San Francesco, man mano che va avanti nella vita, diventa sempre più vulnerabile. Ecco perché tutte le questioni che lui, in qualche modo constatava nell’Ordine, non lo hanno reso invulnerabile, ma lo hanno trafitto nel vero senso del termine perché le ha prese su di sé, le ha prese sul suo corpo. Così le questioni della sua anima.
Questa sensibilità dell’amore, questa capacità di lasciarsi trafiggere, mi sembra veramente bella nella spiritualità francescana: farsi vulnerabili è il punto più alto della povertà. Possiamo dire, allora, che con le stimmate Francesco raggiunge il punto più alto della povertà, perché ormai si è lasciato trafiggere dall’amore.

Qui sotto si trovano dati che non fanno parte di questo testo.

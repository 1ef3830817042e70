//! Generic sliding-window rate limiter.
//!
//! Limits how many tasks may *complete* inside any window of `period`, and
//! refuses to admit new tasks whose completion could break that limit. Every
//! admitted task must call [`RateLimiter::finish`] exactly once; completions
//! finished with `skip = true` do not count toward the cap.
//!
//! All state lives in a single owner task. Callers talk to it over channels,
//! so admission is FIFO in the order the owner receives start requests.

use std::collections::BTreeMap;
use std::time::Duration;
use tokio::sync::{mpsc, oneshot};
use tokio::time::Instant;

#[derive(Debug, Clone, Copy, PartialEq, Eq, thiserror::Error)]
pub enum RateLimitError {
    #[error("timeout waiting for clearance to continue")]
    Timeout,
    #[error("rate limiter already closed")]
    Closed,
    #[error("events still outstanding at close")]
    Outstanding,
}

enum Query {
    Count(oneshot::Sender<usize>),
    Outstanding(oneshot::Sender<usize>),
}

pub struct RateLimiter {
    start_tx: mpsc::Sender<oneshot::Sender<()>>,
    finish_tx: mpsc::Sender<bool>,
    query_tx: mpsc::Sender<Query>,
    close_tx: mpsc::Sender<oneshot::Sender<Result<(), RateLimitError>>>,
}

impl RateLimiter {
    pub fn new(max_events: usize, period: Duration) -> Self {
        let (start_tx, start_rx) = mpsc::channel(max_events.max(1));
        let (finish_tx, finish_rx) = mpsc::channel((max_events * 2).max(2));
        let (query_tx, query_rx) = mpsc::channel(8);
        let (close_tx, close_rx) = mpsc::channel(1);

        let state = LimiterLoop {
            max_events,
            period,
            outstanding: 0,
            live: 0,
            events: BTreeMap::new(),
        };
        tokio::spawn(state.run(start_rx, finish_rx, query_rx, close_rx));

        Self {
            start_tx,
            finish_tx,
            query_tx,
            close_tx,
        }
    }

    /// Block until the task may begin. A zero timeout waits forever.
    pub async fn start(&self, timeout: Duration) -> Result<(), RateLimitError> {
        let (reply_tx, reply_rx) = oneshot::channel();
        self.start_tx
            .send(reply_tx)
            .await
            .map_err(|_| RateLimitError::Closed)?;

        if timeout.is_zero() {
            return reply_rx.await.map_err(|_| RateLimitError::Closed);
        }
        match tokio::time::timeout(timeout, reply_rx).await {
            Ok(Ok(())) => Ok(()),
            Ok(Err(_)) => Err(RateLimitError::Closed),
            Err(_) => Err(RateLimitError::Timeout),
        }
    }

    /// Signal completion. With `skip` the completion is not counted toward
    /// the cap (the work never actually reached the upstream).
    pub async fn finish(&self, skip: bool) -> Result<(), RateLimitError> {
        self.finish_tx
            .send(skip)
            .await
            .map_err(|_| RateLimitError::Closed)
    }

    /// Number of unexpired counted completions.
    pub async fn count(&self) -> Result<usize, RateLimitError> {
        let (tx, rx) = oneshot::channel();
        self.query_tx
            .send(Query::Count(tx))
            .await
            .map_err(|_| RateLimitError::Closed)?;
        rx.await.map_err(|_| RateLimitError::Closed)
    }

    /// Number of admitted tasks that have not yet finished.
    pub async fn outstanding(&self) -> Result<usize, RateLimitError> {
        let (tx, rx) = oneshot::channel();
        self.query_tx
            .send(Query::Outstanding(tx))
            .await
            .map_err(|_| RateLimitError::Closed)?;
        rx.await.map_err(|_| RateLimitError::Closed)
    }

    /// Shut the limiter down. Errors when tasks are still outstanding; a
    /// second close (and any later start/finish) reports `Closed`.
    pub async fn close(&self) -> Result<(), RateLimitError> {
        let (tx, rx) = oneshot::channel();
        self.close_tx
            .send(tx)
            .await
            .map_err(|_| RateLimitError::Closed)?;
        rx.await.map_err(|_| RateLimitError::Closed)?
    }
}

struct LimiterLoop {
    max_events: usize,
    period: Duration,
    outstanding: usize,
    live: usize,
    events: BTreeMap<Instant, usize>,
}

impl LimiterLoop {
    fn admitting(&self) -> bool {
        self.outstanding + self.live < self.max_events
    }

    fn prune(&mut self, now: Instant) {
        while let Some((&at, &count)) = self.events.first_key_value() {
            if at > now {
                break;
            }
            self.events.remove(&at);
            self.live = self.live.saturating_sub(count);
        }
    }

    fn on_finish(&mut self, skip: bool) {
        self.prune(Instant::now());
        if !skip {
            *self.events.entry(Instant::now() + self.period).or_insert(0) += 1;
            self.live += 1;
        }
        self.outstanding = self.outstanding.saturating_sub(1);
    }

    async fn run(
        mut self,
        mut start_rx: mpsc::Receiver<oneshot::Sender<()>>,
        mut finish_rx: mpsc::Receiver<bool>,
        mut query_rx: mpsc::Receiver<Query>,
        mut close_rx: mpsc::Receiver<oneshot::Sender<Result<(), RateLimitError>>>,
    ) {
        loop {
            let next_expire = self.events.keys().next().copied();

            tokio::select! {
                biased;

                // Single timer armed at the earliest remaining expiry.
                _ = async { tokio::time::sleep_until(next_expire.unwrap()).await },
                        if next_expire.is_some() => {
                    self.prune(Instant::now());
                }

                finish = finish_rx.recv() => match finish {
                    Some(skip) => self.on_finish(skip),
                    None => break,
                },

                query = query_rx.recv() => {
                    if let Some(query) = query {
                        match query {
                            Query::Count(reply) => {
                                self.prune(Instant::now());
                                let _ = reply.send(self.live);
                            }
                            Query::Outstanding(reply) => {
                                let _ = reply.send(self.outstanding);
                            }
                        }
                    }
                }

                close = close_rx.recv() => {
                    if let Some(reply) = close {
                        let result = if self.outstanding > 0 {
                            Err(RateLimitError::Outstanding)
                        } else {
                            Ok(())
                        };
                        let _ = reply.send(result);
                    }
                    break;
                }

                // Only attended while admission cannot break the cap.
                grant = start_rx.recv(), if self.admitting() => match grant {
                    Some(reply) => {
                        // A caller that timed out between enqueue and grant
                        // must not consume an in-flight slot.
                        if reply.send(()).is_ok() {
                            self.outstanding += 1;
                        }
                    }
                    None => break,
                },
            }
        }
        tracing::debug!("rate limiter loop shut down");
    }
}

Papa Benedetto XVI, nel discorso a La Verna del 13 maggio 2012 (poco fa citato), dice che in quel luogo San Bonaventura scrisse l’Itinerarium mentis in Deum. In questo scritto, egli ci fa capire come può essere colmata la distanza tra il nostro peccato e l’amore di Dio.
Papa Benedetto, citando lo stesso San Bonaventura, dice che l’oratio: «È il primo passaggio è il gemito della preghiera; ma per avere efficacia la nostra orazione ha bisogno delle lacrime, cioè del coinvolgimento interiore del nostro amore che risponde all’amore di Dio; e poi è necessaria quella admiratio che San Bonaventura vede negli umili del Vangelo, capaci di stupore davanti all’opera salvifica di Dio. È proprio l’umiltà la porta di ogni virtù».
L’altro passaggio, invece, è sulla contemplatio del Crocifisso, che ha una straordinaria efficacia, perché ci fa passare dall’ordine delle cose pensate all’esperienza vissuta, dalla salvezza sperata alla patria beata: «“Colui che guarda attentamente [il Crocifisso] ... compie con lui la Pasqua, cioè il passaggio (Itinerarium mentis in Deum, VII, 2). Questo è il cuore dell’esperienza della Verna, dell’esperienza che qui fece il poverello d’Assisi. In questo Sacro Monte, San Francesco vive in sé stesso la profonda unità tra sequela, imitatio e conformatio».
Cioè, in altri termini, non basta dichiararsi cristiani per essere cristiani e neppure compiere le opere del bene. Occorre conformarsi a Gesù, la conformatio Christi, con un lento e progressivo impegno di trasformazione del proprio essere a immagine del Signore perché per grazia divina ogni membro del Corpo di Lui che è la Chiesa mostri la necessaria somiglianza col Capo. Ora, sono questi i passaggi della vita di San Francesco: dalla sequela passò alla imitatio e quindi, a conclusione della sua vita, alla conformatio.
Si è conformato al suo Signore, ha preso la stessa forma di servo ubbidiente e povero, quindi somigliantissimo a Cristo.
C’è un grande mistero, quindi, dietro queste stimmate.
E sono ben felice che i nostri Frati abbiano voluto la peregrinatio delle reliquie, nell’ottocentesimo anniversario dell’evento delle stimmate.
È una cosa bella perché ci fa riflettere, fermando il nostro sguardo sul Crocifisso e allo stesso tempo facendoci capire quale deve essere la meta dell’itinerario della vita cristiana: arrivare cioè alla conformatio Christi.
E allora ringraziamo il Signore per averci fatto fare questa bella esperienza. Ringraziamo le nostre Sorelle Povere di Castelbuono, per questa grande ospitalità che ci ricordano sempre, insieme ai frati presenti in Diocesi, l’umiltà, la povertà la vulnerabilità di vita del Poverello d’Assisi.